The weather outside is lovely.
Especially for mid-winter.
Especially considering what it's been.
Especially considering that it seems the world is over.
Or at least, Barack Obama's era of Hope.
Some weeks ago, I started reading a short book by Naomi Orestes and Erik M. Conway called "The Collapse of Western Civilization: A View from the Future."
I put it down right about the time global warming had inundated the entirety of Scandinavia and most of the east coast of North America.
You know, on page three.
Theirs was an apocalyptic vision. A vision based on what happens when the government denies facts and denies science.
And this was before the American Fauxlection in November.
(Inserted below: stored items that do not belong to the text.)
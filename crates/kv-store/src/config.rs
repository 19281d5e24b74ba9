use serde::{Deserialize, Serialize};

pub const DEFAULT_STORE_URL: &str = "redis://127.0.0.1:6379/0";
pub const DEFAULT_SCAN_COUNT: usize = 100;

/// Connection settings for the backing key-value store.
#[derive(Clone, Debug, PartialEq, Eq, Serialize, Deserialize)]
#[serde(default)]
pub struct StoreConfig {
    /// Redis/Valkey connection URL, database index in the path.
    pub url: String,
    /// `COUNT` hint sent with every `SCAN` page.
    pub scan_count: usize,
}

impl Default for StoreConfig {
    fn default() -> Self {
        Self {
            url: DEFAULT_STORE_URL.to_string(),
            scan_count: DEFAULT_SCAN_COUNT,
        }
    }
}

impl StoreConfig {
    pub fn new(url: impl Into<String>) -> Self {
        Self {
            url: url.into(),
            ..Self::default()
        }
    }

    pub fn with_scan_count(mut self, scan_count: usize) -> Self {
        self.scan_count = scan_count.max(1);
        self
    }
}
pub mod app;
pub mod context;
pub mod dispatch;
pub mod download;
pub mod env;
pub mod output;
pub mod runtime;
pub mod upload;

pub use app::run;
pub use env::{CliArgs, SyncMode};
pub use output::OutputFormat;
Where a pissant man, a petulant bully became the most powerful human on earth.
Preston Sturges, America's greatest-ever comedy writer, wrote in "The Palm Beach Story" a line that I keep thinking about today.
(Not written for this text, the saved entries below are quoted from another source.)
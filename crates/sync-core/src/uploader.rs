use std::path::Path;

use dirsync_kv_store::StoreHandle;
use tokio::fs;
use tracing::info;

use crate::errors::{SyncError, SyncResult};
use crate::keymap::Namespace;
use crate::report::{SyncDirection, SyncReport};
use crate::walk::FileWalk;

/// Copies every regular file below a directory into the store under
/// `<base name>/<relative path>`.
#[derive(Clone)]
pub struct Uploader {
    store: StoreHandle,
}

impl Uploader {
    pub fn new(store: StoreHandle) -> Self {
        Self { store }
    }

    /// Uploads `root`, stopping at the first failure. Records written before
    /// the failure stay in the store.
    pub async fn upload_dir(&self, root: &Path) -> SyncResult<SyncReport> {
        let namespace = Namespace::from_root(root)?;
        let walk = FileWalk::new(root)?;
        info!(root = %root.display(), namespace = %namespace, "uploading directory");

        let mut report = SyncReport::start(SyncDirection::Upload, namespace.as_str(), root);
        for entry in walk {
            let path = entry?;
            let content = fs::read(&path)
                .await
                .map_err(|source| SyncError::io("read file", &path, source))?;
            let relative = path
                .strip_prefix(root)
                .map_err(|_| SyncError::Relativize {
                    path: path.clone(),
                    root: root.to_path_buf(),
                })?;
            let key = namespace.key_for(relative)?;

            self.store
                .put(&key, &content)
                .await
                .map_err(|source| SyncError::Put {
                    key: key.clone(),
                    path: path.clone(),
                    source,
                })?;
            info!(path = %path.display(), key = %key, bytes = content.len(), "uploaded");
            report.record(content.len());
        }

        Ok(report.finish())
    }
}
He said, "That's one of the tragedies of this life--that the men who are most in need of a beating up are always enormous."
It remains to be seen if anyone--any party, mass-popular movement, or resistance can beat up Clockwork Orange.
It remains to be seen what revelations will come out.
Or if, in these doctrinaire times, if truth and goodness matter at all.
I can turn to Faulkner now, but even he, in my present mood sounds hollow.
I'm not sure if we will prevail.
Or if this is the last ding-dong of doom.